I do worry that the demographic that it speaks to is limited and diminishing. I'd say the target market is mostly Brit, educated and middle- aged-going-on -elderly. It's the generation that came of age during the paranormal paperback explosion of the seventies and hence were exposed to the likes of Daniken and Keel and Dinsdale and, while they may be less wide-eyed about it all than when they were younger, still want to chew over the same kind of territory. This generation is not being replenished - as a quick check: hands up anybody on this site below the age of 35....Thought so.

So when we go - it'll go.

As regards the contents. Yeah, the knee jerk UFO scpeticism, which may have been refreshing 15 years or so ago, is getting to be a bore in its predictability, but otherwise, I don't see all that much of a change. The mission statement always contained the phrase `attitude of benign scepticism` - and that's still about right.
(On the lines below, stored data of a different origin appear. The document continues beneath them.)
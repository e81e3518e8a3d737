//! Pivot 扫描。
//!
//! 以固定对称窗口 `lookback` 在 candle 序列上寻找局部极值候选：
//! 左右两侧各 `lookback` 根 candle 都必须严格劣于中心 candle，平价不成立。

use serde::{Deserialize, Serialize};

use crate::candle::Candle;
use crate::constant::{DetectionMode, PivotKind};

#[derive(Debug, Clone, Copy, PartialEq, Serialize, Deserialize)]
pub struct Pivot {
    pub index: usize,
    pub kind: PivotKind,
    pub price: f64,
    pub time: i64,
}

pub fn is_pivot(
    candles: &[Candle],
    index: usize,
    kind: PivotKind,
    mode: DetectionMode,
    lookback: usize,
) -> bool {
    if lookback == 0 || index < lookback || index + lookback >= candles.len() {
        return false;
    }

    let center = candles[index].pivot_price(kind, mode);
    let beats = |other: &Candle| {
        let value = other.pivot_price(kind, mode);
        match kind {
            PivotKind::High => center > value,
            PivotKind::Low => center < value,
        }
    };

    candles[index - lookback..index].iter().all(beats)
        && candles[index + 1..=index + lookback].iter().all(beats)
}

/// Returns pivots ordered by index; a candle that is both a high and a low
/// pivot yields the high first.
pub fn scan_pivots(candles: &[Candle], mode: DetectionMode, lookback: usize) -> Vec<Pivot> {
    let lookback = lookback.max(1);
    if candles.len() < 2 * lookback + 1 {
        return Vec::new();
    }

    let mut pivots = Vec::new();
    for index in lookback..candles.len() - lookback {
        for kind in [PivotKind::High, PivotKind::Low] {
            if is_pivot(candles, index, kind, mode, lookback) {
                pivots.push(Pivot {
                    index,
                    kind,
                    price: candles[index].pivot_price(kind, mode),
                    time: candles[index].time,
                });
            }
        }
    }
    pivots
}
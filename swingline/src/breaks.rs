use serde::{Deserialize, Serialize};
use tracing::debug;

use crate::candle::Candle;
use crate::config::DetectionConfig;
use crate::constant::{Const, EventKind, StructureLabel, SwingKind, ValidationError};
use crate::swing::{detect_swings, Swing};

#[derive(Debug, Clone, Copy, PartialEq, Serialize, Deserialize)]
pub struct StructureEvent {
    pub candle_index: usize,
    pub candle_time: i64,
    pub price: f64,
    pub kind: EventKind,
    pub confidence: f64,
    pub previous: StructureLabel,
    pub current: StructureLabel,
    /// Price of the previous confirmed swing of the current swing's kind.
    pub reference_price: Option<f64>,
}

#[derive(Debug, Clone, Copy, PartialEq, Eq)]
pub struct Transition {
    pub from: StructureLabel,
    pub to: StructureLabel,
    pub kind: EventKind,
}

/// Table-driven classifier over adjacent pairs of chronological swings.
#[derive(Debug, Clone, Copy)]
pub struct BreakClassifier {
    pub transitions: &'static [Transition],
    pub confidence: f64,
}

pub const BOS: BreakClassifier = BreakClassifier {
    transitions: &[
        Transition {
            from: StructureLabel::HigherLow,
            to: StructureLabel::HigherHigh,
            kind: EventKind::BosBullish,
        },
        Transition {
            from: StructureLabel::LowerHigh,
            to: StructureLabel::LowerLow,
            kind: EventKind::BosBearish,
        },
    ],
    confidence: Const::BOS_CONFIDENCE,
};

pub const MSB: BreakClassifier = BreakClassifier {
    transitions: &[
        Transition {
            from: StructureLabel::LowerLow,
            to: StructureLabel::HigherLow,
            kind: EventKind::MsbBullish,
        },
        Transition {
            from: StructureLabel::HigherHigh,
            to: StructureLabel::LowerHigh,
            kind: EventKind::MsbBearish,
        },
    ],
    confidence: Const::MSB_CONFIDENCE,
};

impl BreakClassifier {
    pub fn lookup(&self, from: StructureLabel, to: StructureLabel) -> Option<EventKind> {
        self.transitions
            .iter()
            .find(|x| x.from == from && x.to == to)
            .map(|x| x.kind)
    }

    pub fn classify(&self, swings: &[Swing]) -> Vec<StructureEvent> {
        swings
            .windows(2)
            .enumerate()
            .filter_map(|(idx, pair)| {
                let (prev, current) = (&pair[0], &pair[1]);
                let kind = self.lookup(prev.structure, current.structure)?;
                Some(StructureEvent {
                    candle_index: current.candle_index,
                    candle_time: current.candle_time,
                    price: current.price,
                    kind,
                    confidence: self.confidence,
                    previous: prev.structure,
                    current: current.structure,
                    reference_price: previous_price_of(&swings[..=idx], current.kind),
                })
            })
            .collect()
    }
}

fn previous_price_of(swings: &[Swing], kind: SwingKind) -> Option<f64> {
    swings.iter().rev().find(|x| x.kind == kind).map(|x| x.price)
}

pub fn detect_bos(
    candles: &[Candle],
    config: &DetectionConfig,
) -> Result<Vec<StructureEvent>, ValidationError> {
    let swings = detect_swings(candles, config)?;
    let events = BOS.classify(&swings);
    debug!(swings = swings.len(), events = events.len(), "bos classified");
    Ok(events)
}

pub fn detect_msb(
    candles: &[Candle],
    config: &DetectionConfig,
) -> Result<Vec<StructureEvent>, ValidationError> {
    let swings = detect_swings(candles, config)?;
    let events = MSB.classify(&swings);
    debug!(swings = swings.len(), events = events.len(), "msb classified");
    Ok(events)
}

/// BOS and MSB events over already confirmed swings, merged in chronological order.
pub fn classify_breaks(swings: &[Swing]) -> Vec<StructureEvent> {
    let mut events = BOS.classify(swings);
    events.extend(MSB.classify(swings));
    events.sort_by_key(|x| (x.candle_time, x.candle_index));
    events
}

pub fn detect_structure_breaks(
    candles: &[Candle],
    config: &DetectionConfig,
) -> Result<Vec<StructureEvent>, ValidationError> {
    let swings = detect_swings(candles, config)?;
    Ok(classify_breaks(&swings))
}

pub fn latest_bos(
    candles: &[Candle],
    config: &DetectionConfig,
) -> Result<Option<StructureEvent>, ValidationError> {
    Ok(detect_bos(candles, config)?.pop())
}

pub fn latest_msb(
    candles: &[Candle],
    config: &DetectionConfig,
) -> Result<Option<StructureEvent>, ValidationError> {
    Ok(detect_msb(candles, config)?.pop())
}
And far too many of you are treating `F.T` as a product which is handed down to you from on high by V.I.P's. You are forgetting that it is written by Ordinary Joes like you and me. There's a lot of very articulate people on this board and many of them have posted material that, with a bit of polishing and extra information, could quite easily be turned into a credible article for `F.T`. (Hey - I mean I had some articles in `F.T` a whle back - and i'm a right old tosser!)

The message is clear: IF YOU DON'T LIKE WHAT''S IN IT - THEN START WRITING FOR IT!
In case anyone doubts this there is at least one semi regular columnist whose work came from a conversation he had with David Sutton one year where he (the columnist) complained there wasn’t enough hard Forteana in the magazine.
 
middle- aged-going-on -elderly [...] the generation that came of age during the paranormal paperback explosion of the seventies [...] as a quick check: hands up anybody on this site below the age of 35....Thought so.
I'd like to see the actual readership stats to back this up. Also, you're forgetting the generation of readers that came of age and joined FT during the X-Files craze in the mid-to-late 90s. :bananas:

Admittedly I just turned 35, but I strongly doubt that I am the youngest FT reader.

The message is clear: IF YOU DON'T LIKE WHAT''S IN IT - THEN START WRITING FOR IT!